A similar set of Stage I restrictions also went into effect across the Verde Valley and Northern Arizona last week. Stage I restrictions are in effect in all national forests in Arizona, as well as unincorporated Coconino and Yavapai county areas, the city of Cottonwood, Sedona Fire District and the National Park Service sites of Montezuma Castle, Montezuma Well and Tuzigoot national monuments.

Restrictions will remain in effect until fire and forest officials determine that conditions have changed sufficiently to reduce the risk of human-caused wildfire.

The City of Cottonwood’s restrictions include prohibition of fireworks. Cottonwood has a zero-tolerance policy toward the use of illegal fireworks.

Also for Cottonwood, no residential burn permits will be issued. There is no smoking outside of vehicles, outside of residential yards, or outside of designated smoking areas.

Cooking, warming, or camp fires are still allowed at single and multi-family residential properties and city parks, where approved, but must be attended at all times.

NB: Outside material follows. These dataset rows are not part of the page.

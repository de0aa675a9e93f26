//! Delivery configuration from TOML (`[delivery]` section)

use herd_application::RoutingConfig;
use serde::{Deserialize, Serialize};

#[derive(Debug, Clone, PartialEq, Eq, Serialize, Deserialize)]
#[serde(default)]
pub struct FileDeliveryConfig {
    /// Buffered assistant text is flushed once it reaches this many characters
    pub chunk_threshold: usize,
    /// Ceiling of one outbound message, in characters
    pub max_message_length: usize,
}

impl Default for FileDeliveryConfig {
    fn default() -> Self {
        let routing = RoutingConfig::default();
        Self {
            chunk_threshold: routing.chunk_threshold,
            max_message_length: routing.max_message_length,
        }
    }
}

impl FileDeliveryConfig {
    pub fn to_routing_config(&self) -> RoutingConfig {
        RoutingConfig {
            chunk_threshold: self.chunk_threshold,
            max_message_length: self.max_message_length,
        }
    }
}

As the fire danger continues to increase, Stage II restrictions might also be put into effect as the summer months arrive. In Cottonwood, that would mean no burn permits would be issued — residential or commercial — and welding, cutting and grinding are prohibited.

Call Cottonwood Fire Marshal Rick Contreras or Fire Chief Ron Sauntman at 928-634-2741 with any questions.

According to the National Centers for Environmental Information, Arizona, New Mexico, Nevada, and Utah had their driest March-April period in 126 years. A map of the southwest shows a dark red danger area over all of Arizona and New Mexico for May and June.

The National Interagency Fire Center released a summary that encourages Arizonans to hold out for monsoon season, which didn’t bring much rain to the state in 2020.

“The Southwest is forecast to have above-normal significant fire potential through June, before the monsoon arrives,” the agency said in a report.

“Snowpack is also well below average across the southwest, Utah, California, and portions of Nevada and Colorado, with large expanses of severe to exceptional drought across these areas.”